Two vehicles of the same mass collide at a traffic light, as shown in the figure. Both cars have the same mass; each car is 1 metric tonne (1,000 kg.) A police officer calculates that, after the collision, the vehicles slid together for a distance of \(20 \, \text{m}\). According to a video recording of the accident provided by a local convenience store, the red vehicle had an initial speed of \(12 \, \text{m/s}\). Calculate the coefficient of kinetic friction between the red car and the pavement. (Assume that the mechanical energy transferred from the red car to thermal energy due to the damage during the collision is \(70 \, \text{KJ}\).)
Use the Work-Energy Theorem to relate the velocities and the work done by the friction to get the coefficient of kinetic friction.
The Work-Energy Theorem (\(W_{Tot} = \Delta K \)) can be written as:
\begin{equation*}
W_{f_r} + W_c= K_f – K_i,
\end{equation*}
where \(W_{f_r} = -f_r d \). Since the car is moving horizontally, Newton’s Second Law in the \({y-}\)direction can be written as:
\begin{equation*}
N-mg=0.
\end{equation*}
Substituting the force due to friction into the first equation, and working with the normal force recently found, the kinetic energy, and finally solving for \(\mu\), we get:
\begin{equation*}
\mu = \frac{W_c + \frac{1}{2} m v_i^2}{mgd},
\end{equation*}
which, with numerical values, we get:
\begin{equation}
\mu = 0.37.
\end{equation}
For a more detailed explanation of any of these steps, click on “Detailed Solution”.
In order to find the coefficient of dynamic friction between the red car and the pavement, we need to relate the friction to the other variables, such as the initial speed and the 20 meters the car slides before stopping. A way of relating these variables is by using the work-energy theorem, which states that the change in kinetic energy equals the total work of all the forces acting on the object. That is
\begin{equation}
\label{CarCrash_trabajoenergia}
\Delta K = W_{Tot}\;,
\end{equation}
where \(\Delta K\) means \(K_f-K_i\) (the change in kinetic energy). Now, let’s focus on \(W_{Tot}\). How do we find the total work? The total work includes the work done by the friction between the tires and the pavement. But it also includes the work done by any forces involved during the collision between the cars (notice that neither the weight nor the normal force produced by the pavement does any work since these forces are perpendicular to the direction of motion and so the dot product between them and the displacement will be zero).
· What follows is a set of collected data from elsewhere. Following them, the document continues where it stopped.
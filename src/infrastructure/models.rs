use bigdecimal::BigDecimal;
use chrono::{DateTime, Utc};
use diesel::prelude::*;
use serde::{Deserialize, Serialize};
use uuid::Uuid;

use crate::schema::{order_products, orders, products};

#[derive(Debug, Clone, Serialize, Deserialize, Queryable, Selectable, Identifiable)]
#[diesel(table_name = orders)]
#[diesel(check_for_backend(diesel::pg::Pg))]
pub struct OrderRow {
    pub id: Uuid,
    pub shipping_address: Option<String>,
    pub created_at: DateTime<Utc>,
    pub total_price: BigDecimal,
    pub vat_amount: BigDecimal,
}

#[derive(Debug, Insertable)]
#[diesel(table_name = orders)]
pub struct NewOrderRow {
    pub id: Uuid,
    pub shipping_address: Option<String>,
    pub total_price: BigDecimal,
    pub vat_amount: BigDecimal,
}

#[derive(
    Debug, Clone, Serialize, Deserialize, Queryable, Selectable, Identifiable, Associations,
)]
#[diesel(table_name = order_products)]
#[diesel(belongs_to(OrderRow, foreign_key = order_id))]
#[diesel(check_for_backend(diesel::pg::Pg))]
pub struct OrderLineRow {
    pub id: Uuid,
    pub order_id: Uuid,
    pub position: i32,
    pub product_id: Uuid,
    pub quantity: i32,
    pub name: String,
    pub total_price: BigDecimal,
    pub vat_amount: BigDecimal,
    pub vat_rate: BigDecimal,
}

#[derive(Debug, Insertable)]
#[diesel(table_name = order_products)]
pub struct NewOrderLineRow {
    pub id: Uuid,
    pub order_id: Uuid,
    pub position: i32,
    pub product_id: Uuid,
    pub quantity: i32,
    pub name: String,
    pub total_price: BigDecimal,
    pub vat_amount: BigDecimal,
    pub vat_rate: BigDecimal,
}

/// Projection of the product columns an order snapshot needs.
#[derive(Debug, Clone, Queryable, Selectable)]
#[diesel(table_name = products)]
#[diesel(check_for_backend(diesel::pg::Pg))]
pub struct ProductSnapshotRow {
    pub id: Uuid,
    pub name: String,
    pub total_price: BigDecimal,
    pub vat_rate: BigDecimal,
}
So equation \eqref{CarCrash_trabajoenergia} can be written as
\begin{equation}
\label{CarCrash_trabajos}
K_f – K_i = W_{f_r} + W_c,
\end{equation}
where \(W_{f_r}\) is the work by friction and \(W_c\) is the work of the forces that appear during the collision. Thankfully, we already know how much energy is lost during the collision (it is \(70 \, \text{kJ}\)), which means we already know \(W_c\). But we won’t use this number just yet.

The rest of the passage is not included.